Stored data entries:

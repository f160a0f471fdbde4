//! Native fixed-layout structure emission.
//!
//! Native structures arrive as a compact `"type name;type name"` format
//! string. They must match the engine's C layout exactly, so any field the
//! host cannot lay out identically (pointers, inline arrays) disqualifies
//! the whole structure. Enum-typed fields are stored at the engine's i32
//! width with converting accessors.

use embergen_schema::model::NativeStructure;
use tracing::warn;

use crate::classify::{flatten_qualified, map_type, CtxKind};
use crate::context::GenerationContext;
use crate::error::CodegenError;
use crate::naming::escape_ident;
use crate::printer::Printer;

/// One parsed field of a native structure format string.
#[derive(Debug, PartialEq, Eq)]
enum FieldKind {
    /// Directly representable; carries the Rust type text.
    Plain(String),
    /// Engine-side enum stored as i32, exposed through accessors.
    Enum(String),
    /// Pointer or inline array; disqualifies the structure.
    Unsupported,
}

#[derive(Debug)]
struct Field {
    name: String,
    kind: FieldKind,
}

/// C scalar spellings that appear in native structure formats.
fn c_scalar(token: &str, ctx: &GenerationContext) -> Option<&'static str> {
    Some(match token {
        "int8_t" => "i8",
        "uint8_t" => "u8",
        "int16_t" => "i16",
        "uint16_t" => "u16",
        "int32_t" | "int" => "i32",
        "uint32_t" => "u32",
        "int64_t" => "i64",
        "uint64_t" => "u64",
        "float" => "f32",
        "double" => "f64",
        "bool" => "bool",
        // real_t follows the build configuration's precision half.
        "real_t" => {
            if ctx.build_configuration.starts_with("double") {
                "f64"
            } else {
                "f32"
            }
        }
        _ => return None,
    })
}

fn parse_field(ctx: &GenerationContext, entry: &str, where_: &str) -> Result<Field, CodegenError> {
    // Defaults ("= 1.0") document the engine side only.
    let entry = entry.split('=').next().unwrap_or(entry).trim();
    let (type_part, name_part) = match entry.rsplit_once(' ') {
        Some(parts) => parts,
        None => {
            return Ok(Field {
                name: entry.to_string(),
                kind: FieldKind::Unsupported,
            })
        }
    };
    let mut name = name_part.trim().to_string();
    let mut type_text = type_part.trim().to_string();

    if name.starts_with('*') {
        type_text.push('*');
        name = name.trim_start_matches('*').to_string();
    }
    if type_text.contains('*') || name.contains('[') {
        return Ok(Field {
            name,
            kind: FieldKind::Unsupported,
        });
    }
    if type_text.contains("::") {
        return Ok(Field {
            name,
            kind: FieldKind::Enum(flatten_qualified(&type_text.replace("::", "."))),
        });
    }
    if let Some(scalar) = c_scalar(&type_text, ctx) {
        return Ok(Field {
            name,
            kind: FieldKind::Plain(scalar.to_string()),
        });
    }
    let mapped = map_type(ctx, &type_text, None, CtxKind::NativeField, where_)?;
    Ok(Field {
        name,
        kind: FieldKind::Plain(mapped),
    })
}

/// Emits one native structure; unsupported fields skip the whole
/// structure with a log.
///
/// # Errors
/// Fatal on unresolvable (non-pointer) field types.
pub fn generate_native_structure(
    ctx: &GenerationContext,
    def: &NativeStructure,
    p: &mut Printer,
) -> Result<(), CodegenError> {
    let name = def.name.as_str();
    let mut fields: Vec<Field> = Vec::new();
    for entry in def.format.split(';') {
        let entry = entry.trim();
        if entry.is_empty() {
            continue;
        }
        let field = parse_field(ctx, entry, &format!("{name}.{entry}"))?;
        if field.kind == FieldKind::Unsupported {
            warn!(structure = name, field = %field.name, "unsupported field shape, skipping structure");
            return Ok(());
        }
        fields.push(field);
    }

    p.line("#[repr(C)]");
    p.line("#[derive(Debug, Clone, Copy)]");
    p.block(&format!("pub struct {name}"), |p| {
        for field in &fields {
            let ident = escape_ident(&field.name);
            match &field.kind {
                FieldKind::Plain(ty) => p.line(&format!("pub {ident}: {ty},")),
                // Layout keeps the engine's i32 width; access goes through
                // the converting methods below.
                FieldKind::Enum(_) => p.line(&format!("{ident}: i32,")),
                FieldKind::Unsupported => unreachable!(),
            }
        }
    });
    p.blank();

    let enum_fields: Vec<(&str, &str)> = fields
        .iter()
        .filter_map(|f| match &f.kind {
            FieldKind::Enum(ty) => Some((f.name.as_str(), ty.as_str())),
            _ => None,
        })
        .collect();
    if !enum_fields.is_empty() {
        p.block(&format!("impl {name}"), |p| {
            for (field, ty) in &enum_fields {
                let ident = escape_ident(field);
                p.line("#[must_use]");
                p.block(&format!("pub fn {ident}(&self) -> {ty}"), |p| {
                    p.line(&format!(
                        "{ty}::from_raw(i64::from(self.{ident})).expect(\"invalid enum field\")"
                    ));
                });
                p.blank();
                p.block(&format!("pub fn set_{ident}(&mut self, value: {ty})"), |p| {
                    // Truncating write mirrors the engine's storage width.
                    p.line(&format!("self.{ident} = value.raw() as i32;"));
                });
                p.blank();
            }
        });
        p.blank();
    }
    Ok(())
}

#[cfg(test)]
mod tests {
    use super::*;
    use crate::context::tests::fixture_context;

    fn generate(name: &str) -> String {
        let ctx = fixture_context();
        let def = ctx
            .api
            .native_structures
            .iter()
            .find(|s| s.name == name)
            .cloned()
            .expect("fixture has structure");
        let mut p = Printer::new();
        generate_native_structure(&ctx, &def, &mut p).expect("generates");
        p.finish()
    }

    #[test]
    fn test_plain_structure_emitted_with_c_layout() {
        let out = generate("AudioFrame");
        assert!(out.contains("#[repr(C)]"));
        assert!(out.contains("pub struct AudioFrame"));
        assert!(out.contains("pub left: f32,"));
        assert!(out.contains("pub right: f32,"));
    }

    #[test]
    fn test_pointer_field_skips_whole_structure() {
        // ObjectPeek has an `Object *obj` field; nothing is emitted, and
        // the sibling structures are unaffected.
        assert!(generate("ObjectPeek").is_empty());
        assert!(!generate("AudioFrame").is_empty());
    }

    #[test]
    fn test_enum_field_stored_as_i32_with_accessors() {
        let out = generate("CaretInfo");
        assert!(out.contains("leading_direction: i32,"));
        assert!(out.contains("pub fn leading_direction(&self) -> TextServerDirection"));
        assert!(out
            .contains("TextServerDirection::from_raw(i64::from(self.leading_direction))"));
        assert!(out.contains("pub fn set_leading_direction(&mut self, value: TextServerDirection)"));
        assert!(out.contains("self.leading_direction = value.raw() as i32;"));
    }
}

Activity - Beginning at the top of the records above, transcribe each line exactly up to and including the line that holds "use tracing::warn;".

Answer for the task -
repository f160a0f471fdbde4
//! Native fixed-layout structure emission.
//!
//! Native structures arrive as a compact `"type name;type name"` format
//! string. They must match the engine's C layout exactly, so any field the
//! host cannot lay out identically (pointers, inline arrays) disqualifies
//! the whole structure. Enum-typed fields are stored at the engine's i32
//! width with converting accessors.

use embergen_schema::model::NativeStructure;
use tracing::warn;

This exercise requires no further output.